● What is needed: Scan the entries below for the word "AllowDirective", then copy each line that holds it.

········

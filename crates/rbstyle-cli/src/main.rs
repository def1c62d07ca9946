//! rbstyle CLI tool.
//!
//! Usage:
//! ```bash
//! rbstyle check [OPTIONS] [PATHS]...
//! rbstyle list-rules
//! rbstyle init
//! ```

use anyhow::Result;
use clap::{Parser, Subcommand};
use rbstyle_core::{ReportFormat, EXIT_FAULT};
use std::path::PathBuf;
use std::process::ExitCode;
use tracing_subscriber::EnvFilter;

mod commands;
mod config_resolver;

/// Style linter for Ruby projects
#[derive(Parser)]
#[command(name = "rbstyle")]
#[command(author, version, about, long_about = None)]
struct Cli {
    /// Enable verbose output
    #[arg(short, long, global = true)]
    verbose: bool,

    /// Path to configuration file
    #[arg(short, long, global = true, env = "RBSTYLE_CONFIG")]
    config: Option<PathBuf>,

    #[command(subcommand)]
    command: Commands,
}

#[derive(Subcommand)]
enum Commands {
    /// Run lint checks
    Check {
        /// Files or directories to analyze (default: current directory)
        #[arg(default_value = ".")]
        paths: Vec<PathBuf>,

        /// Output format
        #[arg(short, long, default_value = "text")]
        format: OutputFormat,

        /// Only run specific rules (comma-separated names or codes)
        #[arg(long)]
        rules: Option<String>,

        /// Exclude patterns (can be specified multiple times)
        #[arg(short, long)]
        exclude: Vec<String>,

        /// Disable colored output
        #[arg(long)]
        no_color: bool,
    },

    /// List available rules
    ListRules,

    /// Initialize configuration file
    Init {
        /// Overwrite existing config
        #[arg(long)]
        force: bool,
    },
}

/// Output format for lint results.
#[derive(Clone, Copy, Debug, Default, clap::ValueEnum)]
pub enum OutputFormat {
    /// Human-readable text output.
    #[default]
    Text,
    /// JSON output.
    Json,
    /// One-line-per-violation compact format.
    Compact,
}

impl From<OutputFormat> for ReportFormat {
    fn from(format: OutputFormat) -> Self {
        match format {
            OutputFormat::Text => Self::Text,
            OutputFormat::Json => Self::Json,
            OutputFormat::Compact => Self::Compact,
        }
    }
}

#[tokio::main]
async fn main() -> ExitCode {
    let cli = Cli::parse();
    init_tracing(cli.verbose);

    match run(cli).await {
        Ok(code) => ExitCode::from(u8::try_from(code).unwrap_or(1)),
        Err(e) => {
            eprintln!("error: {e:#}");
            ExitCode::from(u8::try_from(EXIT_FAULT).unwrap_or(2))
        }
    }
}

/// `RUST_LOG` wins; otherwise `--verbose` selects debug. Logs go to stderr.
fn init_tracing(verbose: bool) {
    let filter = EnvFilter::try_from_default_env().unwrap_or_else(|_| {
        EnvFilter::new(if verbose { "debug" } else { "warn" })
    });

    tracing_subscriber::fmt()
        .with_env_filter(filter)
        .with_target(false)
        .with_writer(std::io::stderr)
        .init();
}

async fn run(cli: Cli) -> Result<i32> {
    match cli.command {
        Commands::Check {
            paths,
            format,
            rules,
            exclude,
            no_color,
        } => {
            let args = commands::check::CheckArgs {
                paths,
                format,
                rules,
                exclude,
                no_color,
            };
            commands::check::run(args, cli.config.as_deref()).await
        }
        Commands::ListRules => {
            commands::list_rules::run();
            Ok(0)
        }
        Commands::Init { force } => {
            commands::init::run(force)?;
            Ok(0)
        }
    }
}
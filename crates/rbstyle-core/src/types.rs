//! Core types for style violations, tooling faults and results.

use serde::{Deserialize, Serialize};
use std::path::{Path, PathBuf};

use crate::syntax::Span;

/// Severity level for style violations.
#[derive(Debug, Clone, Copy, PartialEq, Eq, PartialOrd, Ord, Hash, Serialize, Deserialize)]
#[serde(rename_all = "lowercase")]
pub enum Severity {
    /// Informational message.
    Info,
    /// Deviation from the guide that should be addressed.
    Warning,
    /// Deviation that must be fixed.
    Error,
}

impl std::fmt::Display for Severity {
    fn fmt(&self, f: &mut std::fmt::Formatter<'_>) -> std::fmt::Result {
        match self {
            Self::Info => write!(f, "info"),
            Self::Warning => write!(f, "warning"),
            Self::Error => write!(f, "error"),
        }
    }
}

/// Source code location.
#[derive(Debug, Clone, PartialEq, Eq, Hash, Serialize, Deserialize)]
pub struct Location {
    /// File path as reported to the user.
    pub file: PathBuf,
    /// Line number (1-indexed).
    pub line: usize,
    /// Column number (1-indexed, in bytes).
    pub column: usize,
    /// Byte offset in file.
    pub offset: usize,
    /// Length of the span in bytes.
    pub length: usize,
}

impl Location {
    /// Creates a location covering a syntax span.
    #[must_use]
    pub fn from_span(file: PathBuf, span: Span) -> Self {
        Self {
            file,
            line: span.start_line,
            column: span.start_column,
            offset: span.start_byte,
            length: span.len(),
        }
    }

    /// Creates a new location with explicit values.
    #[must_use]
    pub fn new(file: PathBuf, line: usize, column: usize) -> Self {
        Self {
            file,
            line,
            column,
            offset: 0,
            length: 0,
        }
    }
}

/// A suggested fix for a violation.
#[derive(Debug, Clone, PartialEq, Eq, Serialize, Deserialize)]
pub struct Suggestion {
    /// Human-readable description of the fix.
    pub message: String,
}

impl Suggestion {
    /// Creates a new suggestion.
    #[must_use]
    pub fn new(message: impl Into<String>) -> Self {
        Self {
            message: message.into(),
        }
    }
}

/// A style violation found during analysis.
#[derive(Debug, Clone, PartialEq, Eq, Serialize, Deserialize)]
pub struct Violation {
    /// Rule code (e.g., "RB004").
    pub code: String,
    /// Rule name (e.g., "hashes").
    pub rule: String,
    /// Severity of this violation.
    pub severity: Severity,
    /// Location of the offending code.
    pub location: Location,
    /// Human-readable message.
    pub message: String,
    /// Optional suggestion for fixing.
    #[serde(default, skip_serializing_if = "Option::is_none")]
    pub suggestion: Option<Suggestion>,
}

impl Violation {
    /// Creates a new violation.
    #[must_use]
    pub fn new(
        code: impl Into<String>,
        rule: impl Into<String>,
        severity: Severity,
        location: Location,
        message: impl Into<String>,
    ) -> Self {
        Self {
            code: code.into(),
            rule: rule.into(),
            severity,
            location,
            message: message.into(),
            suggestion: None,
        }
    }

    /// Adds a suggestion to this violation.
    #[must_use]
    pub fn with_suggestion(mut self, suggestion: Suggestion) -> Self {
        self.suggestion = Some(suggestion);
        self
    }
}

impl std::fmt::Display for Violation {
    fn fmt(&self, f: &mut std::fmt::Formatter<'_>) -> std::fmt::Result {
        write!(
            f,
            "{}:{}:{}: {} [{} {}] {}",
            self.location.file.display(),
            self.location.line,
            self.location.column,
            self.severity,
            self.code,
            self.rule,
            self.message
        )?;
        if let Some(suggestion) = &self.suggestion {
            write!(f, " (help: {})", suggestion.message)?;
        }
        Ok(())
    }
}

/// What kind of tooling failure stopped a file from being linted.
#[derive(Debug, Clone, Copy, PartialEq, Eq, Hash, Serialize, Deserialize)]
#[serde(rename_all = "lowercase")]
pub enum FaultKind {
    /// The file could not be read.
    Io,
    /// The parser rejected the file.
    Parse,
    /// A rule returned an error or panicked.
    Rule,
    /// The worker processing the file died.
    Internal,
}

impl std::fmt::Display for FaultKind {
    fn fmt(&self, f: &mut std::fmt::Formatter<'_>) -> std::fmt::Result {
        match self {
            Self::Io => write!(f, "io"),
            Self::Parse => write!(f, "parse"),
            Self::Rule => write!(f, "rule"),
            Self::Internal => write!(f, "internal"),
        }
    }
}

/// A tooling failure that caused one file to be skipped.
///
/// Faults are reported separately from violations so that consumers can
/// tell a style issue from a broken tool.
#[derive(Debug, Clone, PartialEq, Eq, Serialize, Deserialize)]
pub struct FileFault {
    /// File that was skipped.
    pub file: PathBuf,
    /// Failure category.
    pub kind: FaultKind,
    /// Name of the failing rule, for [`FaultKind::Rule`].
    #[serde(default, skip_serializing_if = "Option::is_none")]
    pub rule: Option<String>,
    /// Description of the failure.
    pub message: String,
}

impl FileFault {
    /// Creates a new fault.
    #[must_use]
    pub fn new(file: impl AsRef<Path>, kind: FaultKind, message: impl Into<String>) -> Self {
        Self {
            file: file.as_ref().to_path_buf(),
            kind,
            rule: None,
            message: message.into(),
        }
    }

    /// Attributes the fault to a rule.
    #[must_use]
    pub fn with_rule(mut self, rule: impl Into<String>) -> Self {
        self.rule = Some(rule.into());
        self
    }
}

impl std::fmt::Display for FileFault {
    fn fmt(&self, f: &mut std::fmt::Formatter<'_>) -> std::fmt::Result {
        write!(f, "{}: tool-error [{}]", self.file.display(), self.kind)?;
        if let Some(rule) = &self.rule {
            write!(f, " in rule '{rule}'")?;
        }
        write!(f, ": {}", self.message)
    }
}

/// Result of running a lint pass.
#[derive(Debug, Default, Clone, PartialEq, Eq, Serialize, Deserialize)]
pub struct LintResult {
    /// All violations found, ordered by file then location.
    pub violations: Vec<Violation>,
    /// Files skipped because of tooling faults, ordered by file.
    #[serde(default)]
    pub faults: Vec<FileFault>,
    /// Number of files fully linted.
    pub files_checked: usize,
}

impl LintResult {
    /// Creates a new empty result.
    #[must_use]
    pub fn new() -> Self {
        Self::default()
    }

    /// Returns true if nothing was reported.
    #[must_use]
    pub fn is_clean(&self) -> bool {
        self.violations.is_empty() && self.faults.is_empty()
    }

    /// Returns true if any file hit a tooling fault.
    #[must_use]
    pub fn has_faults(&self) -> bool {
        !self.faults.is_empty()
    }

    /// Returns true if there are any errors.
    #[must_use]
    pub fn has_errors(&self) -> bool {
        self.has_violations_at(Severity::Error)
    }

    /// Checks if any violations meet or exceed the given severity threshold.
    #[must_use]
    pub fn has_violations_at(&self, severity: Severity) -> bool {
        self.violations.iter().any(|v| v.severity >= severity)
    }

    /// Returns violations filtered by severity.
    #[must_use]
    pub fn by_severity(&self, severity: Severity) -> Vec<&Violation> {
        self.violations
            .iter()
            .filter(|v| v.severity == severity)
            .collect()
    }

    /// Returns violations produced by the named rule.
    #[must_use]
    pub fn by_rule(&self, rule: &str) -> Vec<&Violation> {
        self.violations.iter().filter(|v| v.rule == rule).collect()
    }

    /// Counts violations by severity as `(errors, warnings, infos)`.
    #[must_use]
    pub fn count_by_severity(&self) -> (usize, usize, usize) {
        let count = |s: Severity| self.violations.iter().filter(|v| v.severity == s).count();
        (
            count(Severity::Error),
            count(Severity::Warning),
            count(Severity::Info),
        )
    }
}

········

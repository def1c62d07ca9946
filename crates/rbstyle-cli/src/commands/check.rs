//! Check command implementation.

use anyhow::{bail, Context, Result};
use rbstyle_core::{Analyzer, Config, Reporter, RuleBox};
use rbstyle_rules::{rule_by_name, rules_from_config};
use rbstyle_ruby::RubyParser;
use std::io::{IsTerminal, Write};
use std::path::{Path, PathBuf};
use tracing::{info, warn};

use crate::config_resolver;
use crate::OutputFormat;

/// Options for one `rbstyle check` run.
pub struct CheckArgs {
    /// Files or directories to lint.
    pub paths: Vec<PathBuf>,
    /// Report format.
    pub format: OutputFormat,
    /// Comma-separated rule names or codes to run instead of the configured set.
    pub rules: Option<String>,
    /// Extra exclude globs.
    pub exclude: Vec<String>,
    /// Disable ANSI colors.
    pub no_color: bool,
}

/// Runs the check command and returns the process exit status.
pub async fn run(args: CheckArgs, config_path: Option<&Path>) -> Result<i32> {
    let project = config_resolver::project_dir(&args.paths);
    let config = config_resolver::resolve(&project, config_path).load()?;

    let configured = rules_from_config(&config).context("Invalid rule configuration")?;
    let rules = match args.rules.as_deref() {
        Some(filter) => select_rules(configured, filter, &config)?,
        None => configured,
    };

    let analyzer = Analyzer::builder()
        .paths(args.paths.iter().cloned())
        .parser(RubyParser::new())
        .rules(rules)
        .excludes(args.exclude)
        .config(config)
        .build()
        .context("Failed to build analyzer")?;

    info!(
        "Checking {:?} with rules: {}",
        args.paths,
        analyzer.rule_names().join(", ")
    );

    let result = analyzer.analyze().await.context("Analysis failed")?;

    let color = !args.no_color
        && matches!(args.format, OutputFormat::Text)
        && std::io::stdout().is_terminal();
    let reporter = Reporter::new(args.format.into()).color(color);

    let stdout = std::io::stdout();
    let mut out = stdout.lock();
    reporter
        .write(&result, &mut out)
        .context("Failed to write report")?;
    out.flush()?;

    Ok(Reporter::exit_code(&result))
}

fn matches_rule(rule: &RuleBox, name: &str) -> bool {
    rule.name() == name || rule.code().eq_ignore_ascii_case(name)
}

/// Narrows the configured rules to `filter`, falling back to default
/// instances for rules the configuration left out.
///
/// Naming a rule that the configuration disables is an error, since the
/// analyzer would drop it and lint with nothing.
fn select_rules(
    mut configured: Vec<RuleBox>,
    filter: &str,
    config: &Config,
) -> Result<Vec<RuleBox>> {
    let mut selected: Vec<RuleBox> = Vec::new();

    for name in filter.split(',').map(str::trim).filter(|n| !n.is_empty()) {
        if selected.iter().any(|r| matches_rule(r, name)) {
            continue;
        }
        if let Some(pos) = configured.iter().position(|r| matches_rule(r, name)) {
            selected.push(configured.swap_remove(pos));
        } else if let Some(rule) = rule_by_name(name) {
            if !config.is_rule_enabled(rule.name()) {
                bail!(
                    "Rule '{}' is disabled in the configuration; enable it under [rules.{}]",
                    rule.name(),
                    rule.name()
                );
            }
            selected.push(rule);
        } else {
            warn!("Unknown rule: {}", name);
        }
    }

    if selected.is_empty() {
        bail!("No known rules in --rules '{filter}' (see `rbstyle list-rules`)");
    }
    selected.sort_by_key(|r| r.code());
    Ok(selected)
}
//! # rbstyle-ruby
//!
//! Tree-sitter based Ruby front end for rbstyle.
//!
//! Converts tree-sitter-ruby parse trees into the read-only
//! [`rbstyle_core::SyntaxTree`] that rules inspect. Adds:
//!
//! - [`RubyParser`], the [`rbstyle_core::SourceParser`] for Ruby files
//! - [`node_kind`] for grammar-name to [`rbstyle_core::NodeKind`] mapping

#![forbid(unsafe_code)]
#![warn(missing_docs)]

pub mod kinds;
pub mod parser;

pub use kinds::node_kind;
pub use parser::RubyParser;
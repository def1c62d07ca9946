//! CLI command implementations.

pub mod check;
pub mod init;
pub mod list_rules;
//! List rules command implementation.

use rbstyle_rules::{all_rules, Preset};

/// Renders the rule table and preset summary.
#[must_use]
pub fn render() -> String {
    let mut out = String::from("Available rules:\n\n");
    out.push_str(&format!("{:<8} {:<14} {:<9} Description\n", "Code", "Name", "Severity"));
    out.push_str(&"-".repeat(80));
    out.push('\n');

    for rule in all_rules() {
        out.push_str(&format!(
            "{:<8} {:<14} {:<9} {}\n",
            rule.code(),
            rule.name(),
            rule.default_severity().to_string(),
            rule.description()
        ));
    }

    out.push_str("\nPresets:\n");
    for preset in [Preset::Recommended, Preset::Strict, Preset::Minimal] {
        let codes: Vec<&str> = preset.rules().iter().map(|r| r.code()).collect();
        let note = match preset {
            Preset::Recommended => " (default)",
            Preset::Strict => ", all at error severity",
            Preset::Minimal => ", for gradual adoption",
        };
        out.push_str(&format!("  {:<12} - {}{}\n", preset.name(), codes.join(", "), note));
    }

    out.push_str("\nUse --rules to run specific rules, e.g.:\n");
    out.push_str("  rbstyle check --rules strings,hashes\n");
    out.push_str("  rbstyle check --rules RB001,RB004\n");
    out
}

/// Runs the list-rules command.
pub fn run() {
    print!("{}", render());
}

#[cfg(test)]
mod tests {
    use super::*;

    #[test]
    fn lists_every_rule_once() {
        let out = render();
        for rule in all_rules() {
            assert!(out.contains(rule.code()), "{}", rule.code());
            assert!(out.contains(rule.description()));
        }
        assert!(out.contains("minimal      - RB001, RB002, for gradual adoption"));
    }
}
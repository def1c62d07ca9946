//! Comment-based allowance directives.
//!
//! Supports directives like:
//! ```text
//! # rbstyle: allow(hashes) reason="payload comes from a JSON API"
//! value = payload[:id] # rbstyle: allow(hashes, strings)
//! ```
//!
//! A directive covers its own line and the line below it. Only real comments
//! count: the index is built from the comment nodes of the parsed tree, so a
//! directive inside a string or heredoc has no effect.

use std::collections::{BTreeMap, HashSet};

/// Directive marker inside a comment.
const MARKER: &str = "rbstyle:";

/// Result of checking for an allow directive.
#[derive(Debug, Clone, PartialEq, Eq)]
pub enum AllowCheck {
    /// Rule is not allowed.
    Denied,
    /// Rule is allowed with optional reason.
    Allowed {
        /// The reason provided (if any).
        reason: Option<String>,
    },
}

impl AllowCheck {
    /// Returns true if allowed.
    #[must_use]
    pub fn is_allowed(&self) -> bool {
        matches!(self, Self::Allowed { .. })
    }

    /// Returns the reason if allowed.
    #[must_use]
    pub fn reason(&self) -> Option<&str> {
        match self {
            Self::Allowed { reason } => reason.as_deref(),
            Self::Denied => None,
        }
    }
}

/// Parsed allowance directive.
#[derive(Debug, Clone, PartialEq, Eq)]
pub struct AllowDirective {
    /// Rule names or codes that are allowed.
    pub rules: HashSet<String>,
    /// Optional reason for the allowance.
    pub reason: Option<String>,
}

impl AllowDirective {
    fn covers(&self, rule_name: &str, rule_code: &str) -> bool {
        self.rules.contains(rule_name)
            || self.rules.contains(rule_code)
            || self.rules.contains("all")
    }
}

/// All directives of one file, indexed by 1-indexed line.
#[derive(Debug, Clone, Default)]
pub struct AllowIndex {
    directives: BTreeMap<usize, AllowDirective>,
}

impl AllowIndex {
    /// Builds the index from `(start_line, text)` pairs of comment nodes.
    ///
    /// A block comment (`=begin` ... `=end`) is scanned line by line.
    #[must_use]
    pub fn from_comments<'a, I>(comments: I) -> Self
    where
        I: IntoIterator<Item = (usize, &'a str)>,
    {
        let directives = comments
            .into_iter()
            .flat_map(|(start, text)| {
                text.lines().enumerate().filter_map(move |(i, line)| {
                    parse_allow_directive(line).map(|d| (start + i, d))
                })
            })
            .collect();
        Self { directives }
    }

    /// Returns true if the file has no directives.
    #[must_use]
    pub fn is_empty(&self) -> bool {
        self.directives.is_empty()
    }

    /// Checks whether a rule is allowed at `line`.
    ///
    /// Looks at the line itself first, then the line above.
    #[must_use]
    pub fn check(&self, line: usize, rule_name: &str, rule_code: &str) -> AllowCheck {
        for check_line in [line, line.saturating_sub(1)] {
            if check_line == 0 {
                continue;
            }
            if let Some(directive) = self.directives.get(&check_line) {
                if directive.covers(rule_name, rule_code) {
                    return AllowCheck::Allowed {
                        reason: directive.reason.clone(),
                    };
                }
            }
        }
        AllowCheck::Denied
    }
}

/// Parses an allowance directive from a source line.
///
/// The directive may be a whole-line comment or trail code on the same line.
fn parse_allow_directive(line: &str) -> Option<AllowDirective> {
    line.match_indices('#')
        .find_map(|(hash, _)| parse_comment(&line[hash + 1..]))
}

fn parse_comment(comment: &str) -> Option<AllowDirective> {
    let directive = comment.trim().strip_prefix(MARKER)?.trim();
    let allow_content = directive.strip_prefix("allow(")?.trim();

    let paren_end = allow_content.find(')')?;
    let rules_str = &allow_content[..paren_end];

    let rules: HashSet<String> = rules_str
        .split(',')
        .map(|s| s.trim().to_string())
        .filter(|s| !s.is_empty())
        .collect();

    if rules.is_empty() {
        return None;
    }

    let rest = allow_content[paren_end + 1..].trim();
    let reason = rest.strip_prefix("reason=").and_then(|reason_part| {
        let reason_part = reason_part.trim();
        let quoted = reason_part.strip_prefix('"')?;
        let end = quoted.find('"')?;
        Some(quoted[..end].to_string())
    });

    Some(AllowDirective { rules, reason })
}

········

● Answer to this problem:
pub struct AllowDirective {
impl AllowDirective {
    directives: BTreeMap<usize, AllowDirective>,
fn parse_allow_directive(line: &str) -> Option<AllowDirective> {
fn parse_comment(comment: &str) -> Option<AllowDirective> {
    Some(AllowDirective { rules, reason })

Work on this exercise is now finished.